Member of the New York City Board of Aldermen
- In office 1914–1920
- Preceded by: Robert Downing
- Succeeded by: Arthur Gorman

Personal details
- Born: Michael Joseph Hogan April 22, 1871 New York City, U.S.
- Died: May 7, 1940 (aged 69) Rockville Centre, New York, U.S.
- Resting place: Green-Wood Cemetery
- Party: Republican
- Spouse: Anna Brittan (1906–1940)
- Children: 2

= Michael J. Hogan =

American politician (1871–1940)

Michael Joseph Hogan (April 22, 1871 – May 7, 1940) was an American businessman and politician from Brooklyn, New York. A Republican, he was most notable for his service on New York City's board of aldermen and as a U.S. representative from New York.

==Biography==
Born in New York City, Hogan attended both parochial and public schools, after which he worked in the freight forwarding and trucking industry.

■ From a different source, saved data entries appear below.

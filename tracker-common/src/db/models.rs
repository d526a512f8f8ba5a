//! Database models
//!
//! Serialized field names follow the external API contract: foreign keys
//! appear as `source`, `target`, `indicator`; `id`, `created_at` and
//! `updated_at` are server-assigned and read-only.

use crate::types::{IndicatorType, SourceType, TargetStatus};
use chrono::{DateTime, Utc};
use serde::{Deserialize, Serialize};

#[derive(Debug, Clone, Serialize, Deserialize, sqlx::FromRow)]
pub struct Target {
    pub id: String,
    pub name: String,
    pub description: String,
    pub status: TargetStatus,
    pub priority: i64,
    pub tags: String,
    pub confidence: f64,
    pub created_at: DateTime<Utc>,
    pub updated_at: DateTime<Utc>,
}

#[derive(Debug, Clone, Serialize, Deserialize, sqlx::FromRow)]
pub struct Source {
    pub id: String,
    pub name: String,
    #[serde(rename = "type")]
    #[sqlx(rename = "type")]
    pub source_type: SourceType,
    pub url: String,
    pub metadata: serde_json::Value,
    pub created_at: DateTime<Utc>,
    pub updated_at: DateTime<Utc>,
}

#[derive(Debug, Clone, Serialize, Deserialize, sqlx::FromRow)]
pub struct Indicator {
    pub id: String,
    #[serde(rename = "type")]
    #[sqlx(rename = "type")]
    pub indicator_type: IndicatorType,
    pub value: String,
    pub score: f64,
    #[serde(rename = "source")]
    pub source_id: String,
    pub created_at: DateTime<Utc>,
    pub updated_at: DateTime<Utc>,
}

/// Association row joined with its target, indicator and source.
///
/// The `target_name`/`indicator_type`/`indicator_value`/`source_name`
/// fields are denormalized for client convenience and never writable.
#[derive(Debug, Clone, Serialize, Deserialize, sqlx::FromRow)]
pub struct Association {
    pub id: String,
    #[serde(rename = "target")]
    pub target_id: String,
    #[serde(rename = "indicator")]
    pub indicator_id: String,
    pub rationale: String,
    pub analyst_notes: String,
    pub weight: f64,
    pub created_at: DateTime<Utc>,
    pub updated_at: DateTime<Utc>,
    pub target_name: String,
    pub indicator_type: IndicatorType,
    pub indicator_value: String,
    pub source_name: String,
}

He served as a member of the 13th Regiment, New York National Guard from 1889 to 1898 and advanced through the ranks from private to sergeant. From 1914 to 1920 he served on the New York City Board of Aldermen. He served as delegate to the Republican state conventions in 1914, 1918, 1920, 1922, 1924, and 1926.

He was elected as a Republican to the Sixty-seventh Congress (March 4, 1921 – March 3, 1923). He was an unsuccessful candidate for reelection in 1922 to the Sixty-eighth Congress.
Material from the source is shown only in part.